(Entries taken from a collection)
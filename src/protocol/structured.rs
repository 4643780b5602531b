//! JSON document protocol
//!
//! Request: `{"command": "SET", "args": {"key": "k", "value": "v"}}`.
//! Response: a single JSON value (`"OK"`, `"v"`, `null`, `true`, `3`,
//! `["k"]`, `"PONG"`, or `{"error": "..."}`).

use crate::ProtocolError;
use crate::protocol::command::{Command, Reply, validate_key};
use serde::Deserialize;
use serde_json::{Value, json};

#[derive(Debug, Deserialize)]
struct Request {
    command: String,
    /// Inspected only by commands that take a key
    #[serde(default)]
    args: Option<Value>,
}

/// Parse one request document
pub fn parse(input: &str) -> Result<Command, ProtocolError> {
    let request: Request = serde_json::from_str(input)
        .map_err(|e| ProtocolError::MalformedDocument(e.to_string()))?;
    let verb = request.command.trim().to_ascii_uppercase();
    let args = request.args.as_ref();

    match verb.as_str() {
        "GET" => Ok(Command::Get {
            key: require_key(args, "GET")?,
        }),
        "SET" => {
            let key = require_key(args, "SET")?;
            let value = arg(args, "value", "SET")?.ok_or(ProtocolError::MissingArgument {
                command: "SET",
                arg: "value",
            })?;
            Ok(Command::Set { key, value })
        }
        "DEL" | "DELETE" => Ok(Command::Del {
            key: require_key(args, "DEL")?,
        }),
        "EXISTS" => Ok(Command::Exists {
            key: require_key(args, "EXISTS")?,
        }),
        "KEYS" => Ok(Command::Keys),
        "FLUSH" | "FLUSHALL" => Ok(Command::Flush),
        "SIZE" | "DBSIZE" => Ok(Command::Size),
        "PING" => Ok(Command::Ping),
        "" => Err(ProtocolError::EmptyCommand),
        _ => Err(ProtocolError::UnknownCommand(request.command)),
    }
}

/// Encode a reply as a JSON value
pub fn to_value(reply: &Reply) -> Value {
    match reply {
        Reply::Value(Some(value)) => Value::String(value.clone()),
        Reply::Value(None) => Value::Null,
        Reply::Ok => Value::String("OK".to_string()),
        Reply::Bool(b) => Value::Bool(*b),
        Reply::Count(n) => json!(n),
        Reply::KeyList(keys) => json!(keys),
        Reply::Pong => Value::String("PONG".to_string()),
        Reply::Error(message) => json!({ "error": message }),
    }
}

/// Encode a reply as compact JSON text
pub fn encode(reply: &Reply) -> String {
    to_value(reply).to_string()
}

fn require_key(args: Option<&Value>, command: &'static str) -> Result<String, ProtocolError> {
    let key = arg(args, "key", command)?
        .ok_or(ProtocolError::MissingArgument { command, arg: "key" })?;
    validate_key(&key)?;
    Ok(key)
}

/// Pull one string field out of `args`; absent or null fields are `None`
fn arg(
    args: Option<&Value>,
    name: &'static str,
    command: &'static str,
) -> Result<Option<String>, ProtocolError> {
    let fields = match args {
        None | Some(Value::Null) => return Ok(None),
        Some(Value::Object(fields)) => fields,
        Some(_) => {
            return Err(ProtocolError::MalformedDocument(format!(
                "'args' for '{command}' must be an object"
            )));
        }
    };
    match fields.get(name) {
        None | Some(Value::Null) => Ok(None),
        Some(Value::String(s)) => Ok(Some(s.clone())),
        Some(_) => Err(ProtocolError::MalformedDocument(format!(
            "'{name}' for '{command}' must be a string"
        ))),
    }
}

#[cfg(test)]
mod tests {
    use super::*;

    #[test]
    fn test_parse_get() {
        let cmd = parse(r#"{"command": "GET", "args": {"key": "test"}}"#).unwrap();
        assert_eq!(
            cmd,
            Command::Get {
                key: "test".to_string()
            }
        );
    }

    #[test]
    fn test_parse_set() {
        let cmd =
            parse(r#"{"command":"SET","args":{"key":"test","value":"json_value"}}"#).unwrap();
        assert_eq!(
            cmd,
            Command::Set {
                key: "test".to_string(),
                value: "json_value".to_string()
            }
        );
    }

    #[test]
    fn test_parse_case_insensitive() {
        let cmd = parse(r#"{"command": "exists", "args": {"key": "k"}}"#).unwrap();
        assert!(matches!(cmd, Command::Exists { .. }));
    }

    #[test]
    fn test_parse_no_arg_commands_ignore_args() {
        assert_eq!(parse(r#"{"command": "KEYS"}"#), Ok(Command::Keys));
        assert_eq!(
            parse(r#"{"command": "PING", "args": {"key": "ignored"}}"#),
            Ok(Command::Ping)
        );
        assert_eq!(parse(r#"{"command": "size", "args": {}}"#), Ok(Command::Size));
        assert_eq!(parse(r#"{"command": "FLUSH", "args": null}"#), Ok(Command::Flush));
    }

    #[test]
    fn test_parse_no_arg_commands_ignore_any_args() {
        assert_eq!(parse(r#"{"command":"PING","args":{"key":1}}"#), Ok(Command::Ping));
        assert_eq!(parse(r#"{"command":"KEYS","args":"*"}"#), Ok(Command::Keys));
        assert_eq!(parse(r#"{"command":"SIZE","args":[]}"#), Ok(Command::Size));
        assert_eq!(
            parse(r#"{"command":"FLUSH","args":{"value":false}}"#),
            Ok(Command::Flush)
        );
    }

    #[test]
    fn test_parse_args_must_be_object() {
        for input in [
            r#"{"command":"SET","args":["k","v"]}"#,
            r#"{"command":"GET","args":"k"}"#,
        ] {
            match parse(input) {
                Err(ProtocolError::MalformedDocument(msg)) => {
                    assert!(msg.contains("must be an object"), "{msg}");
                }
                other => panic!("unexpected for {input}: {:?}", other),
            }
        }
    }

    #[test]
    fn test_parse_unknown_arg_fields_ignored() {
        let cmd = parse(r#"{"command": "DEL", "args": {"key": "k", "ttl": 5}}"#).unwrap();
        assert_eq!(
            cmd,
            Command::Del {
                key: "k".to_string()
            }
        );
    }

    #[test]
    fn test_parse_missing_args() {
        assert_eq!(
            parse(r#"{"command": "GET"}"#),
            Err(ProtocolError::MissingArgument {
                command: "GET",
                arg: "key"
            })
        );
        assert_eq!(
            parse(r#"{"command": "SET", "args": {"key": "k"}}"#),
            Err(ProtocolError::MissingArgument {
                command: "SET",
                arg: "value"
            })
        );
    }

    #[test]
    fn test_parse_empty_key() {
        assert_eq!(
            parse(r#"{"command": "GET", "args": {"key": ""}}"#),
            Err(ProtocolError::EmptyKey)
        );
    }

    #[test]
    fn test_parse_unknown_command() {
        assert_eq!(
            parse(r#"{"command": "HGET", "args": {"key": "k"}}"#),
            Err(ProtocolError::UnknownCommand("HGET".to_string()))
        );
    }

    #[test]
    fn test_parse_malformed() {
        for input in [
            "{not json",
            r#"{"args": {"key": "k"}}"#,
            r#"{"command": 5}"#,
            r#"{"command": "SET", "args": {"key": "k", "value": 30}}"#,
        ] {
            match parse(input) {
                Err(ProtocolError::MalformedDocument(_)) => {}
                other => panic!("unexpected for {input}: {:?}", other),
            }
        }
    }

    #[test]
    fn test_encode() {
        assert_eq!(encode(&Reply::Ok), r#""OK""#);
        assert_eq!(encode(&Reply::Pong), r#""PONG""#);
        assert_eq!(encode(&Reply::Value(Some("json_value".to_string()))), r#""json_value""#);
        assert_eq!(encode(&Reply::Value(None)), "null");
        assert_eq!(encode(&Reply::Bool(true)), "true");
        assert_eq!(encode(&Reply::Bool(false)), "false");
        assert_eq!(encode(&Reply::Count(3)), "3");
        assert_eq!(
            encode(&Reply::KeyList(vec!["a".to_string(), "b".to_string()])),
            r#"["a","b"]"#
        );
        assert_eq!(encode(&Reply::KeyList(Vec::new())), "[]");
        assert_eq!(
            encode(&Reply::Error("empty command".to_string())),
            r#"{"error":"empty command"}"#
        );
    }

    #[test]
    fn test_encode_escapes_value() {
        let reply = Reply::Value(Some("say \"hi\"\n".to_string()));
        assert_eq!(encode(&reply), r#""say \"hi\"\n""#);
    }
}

* **TASK OBJECTIVE**
Return every line above where "true" appears.

* **RESPONSE AREA**
//! Response: a single JSON value (`"OK"`, `"v"`, `null`, `true`, `3`,
        assert_eq!(encode(&Reply::Bool(true)), "true");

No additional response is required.